Kubernetes is an open source project (or even a framework), while OpenShift is a product that comes in many variants. Think of Kubernetes as the engine that drives OpenShift, and OpenShift as the complete car (hence platform) that will get you where you want to go.
Containers are changing the way modern applications are built. Shifting from VMs to containers can seem daunting, but the benefits are real. Here is why now is the perfect time to begin your containerized future.
Key benefits:
- Integrated platform including container host, Kubernetes, and application life-cycle management using your choice of infrastructure
- Greater value from operations and development teams throughout the application life cycle
- More secure, validated container content and services from a wide partner ecosystem
- Faster application development cycles and more frequent software deployments with simpler installations and upgrades, even in air-gapped environments
- Lower IT operations costs and application portability across hybrid cloud and multicloud footprints
Kubernetes and OpenShift are independent container technologies that are related to each other in many ways and complement each other. Kubernetes can deploy Docker images and orchestrate. Similarly, OpenShift seamlessly manages the Kubernetes cluster. With Kubernetes, one can manage hundreds of containers.
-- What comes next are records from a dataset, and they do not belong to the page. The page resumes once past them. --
//! Turns extracted text into the word sequence the reader flashes.
//!
//! Upstream extractors (HTML scrapers, PDF and EPUB text dumps) leave odd
//! whitespace, invisible characters and glued sentences behind. Cleanup here is
//! heuristic but never fails: any input string yields a (possibly empty) list of
//! non-empty tokens without internal whitespace.

use once_cell::sync::Lazy;
use regex::Regex;
use sha2::{Digest, Sha256};
use unicode_segmentation::UnicodeSegmentation;

const LONG_TOKEN_GRAPHEMES: usize = 25;
const CONTENT_ID_SAMPLE_CHARS: usize = 10_000;

static RE_ZERO_WIDTH: Lazy<Regex> =
    Lazy::new(|| Regex::new(r"[\u{200B}\u{200C}\u{200D}\u{FEFF}]").unwrap());
static RE_WHITESPACE: Lazy<Regex> = Lazy::new(|| {
    Regex::new(r"[\s\u{00A0}\u{2000}-\u{200A}\u{202F}\u{205F}\u{3000}]+").unwrap()
});
// `end."Next` / `end.)Next`
static RE_PUNCT_CLOSER_CAPITAL: Lazy<Regex> = Lazy::new(|| {
    Regex::new(r#"([.!?])(["'\u{201D}\u{2019})\]]+)(\p{Lu})"#).unwrap()
});
// `end.Next`
static RE_PUNCT_CAPITAL: Lazy<Regex> = Lazy::new(|| Regex::new(r"([.!?])(\p{Lu})").unwrap());
// `said"He`; the quote must follow a non-space so opening quotes are left alone.
static RE_QUOTE_CAPITAL: Lazy<Regex> =
    Lazy::new(|| Regex::new(r#"(\S)(["\u{201D}])(\p{Lu})"#).unwrap());

pub fn tokenize(raw: &str) -> Vec<String> {
    let text = RE_ZERO_WIDTH.replace_all(raw, "");
    let text = RE_WHITESPACE.replace_all(&text, " ");
    let text = RE_PUNCT_CLOSER_CAPITAL.replace_all(&text, "${1}${2} ${3}");
    let text = RE_PUNCT_CAPITAL.replace_all(&text, "${1} ${2}");
    let text = RE_QUOTE_CAPITAL.replace_all(&text, "${1}${2} ${3}");

    text.trim()
        .split(' ')
        .filter(|word| !word.is_empty())
        .flat_map(split_long_token)
        .collect()
}

/// Breaks runaway tokens after each em-dash or double hyphen.
fn split_long_token(word: &str) -> Vec<String> {
    if word.graphemes(true).count() <= LONG_TOKEN_GRAPHEMES {
        return vec![word.to_string()];
    }

    let mut parts = Vec::new();
    let mut start = 0;
    let mut rest = word;
    let mut offset = 0;
    while !rest.is_empty() {
        let step = if rest.starts_with('—') {
            Some('—'.len_utf8())
        } else if rest.starts_with("--") {
            Some(2)
        } else {
            None
        };
        match step {
            Some(len) => {
                offset += len;
                parts.push(&word[start..offset]);
                start = offset;
            }
            None => {
                let ch_len = rest.chars().next().map(char::len_utf8).unwrap_or(1);
                offset += ch_len;
            }
        }
        rest = &word[offset..];
    }
    if start < word.len() {
        parts.push(&word[start..]);
    }

    parts
        .into_iter()
        .filter(|p| !p.is_empty())
        .map(str::to_string)
        .collect()
}

/// Stable identifier for a token sequence, used to key saved progress.
pub fn content_id(tokens: &[String]) -> String {
    let joined = tokens.join(" ");
    let sample: String = joined.chars().take(CONTENT_ID_SAMPLE_CHARS).collect();
    let mut hasher = Sha256::new();
    hasher.update(sample.as_bytes());
    format!("{:x}", hasher.finalize())
}

/// `true` for `end.`, `end!"`, `why?'` and similar.
pub fn ends_sentence(token: &str) -> bool {
    let trimmed = token
        .strip_suffix(['"', '\'', '\u{201D}', '\u{2019}'])
        .unwrap_or(token);
    trimmed.ends_with(['.', '!', '?'])
}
Kubernetes allows auto-scaling, load balancing and storage management features to containers. Plus, Kubernetes has extremely powerful community support. OpenShift powered with Kubernetes takes Kubernetes further and enables more simplicity in the management of workloads along with different types of tools.
For businesses, containers help produce:
- Faster time to market as developers spend less time debugging environments and more time writing code.
- Lower server costs because more containers drive greater resource utilization.
- Increased deployment infrastructure options because containers can run anywhere.
Until OpenShift 3, Kubernetes was not a part of this product. So, OpenShift is not really about using Kubernetes. It’s about giving users a professional and efficient way of deploying and managing containerized applications. However, Kubernetes seems to be one of the most powerful toolboxes to achieve that goal. That’s why it was adopted by Red Hat as the core component of OpenShift. They began to customize it and built what ended up being the OpenShift Kubernetes Distribution (OKD).
If you’re ready to start your journey with containers, Kubernetes applications with OpenShift will provide you open source container technology and create the essential tools required for securing, simplifying, and automatically updating your container infrastructure.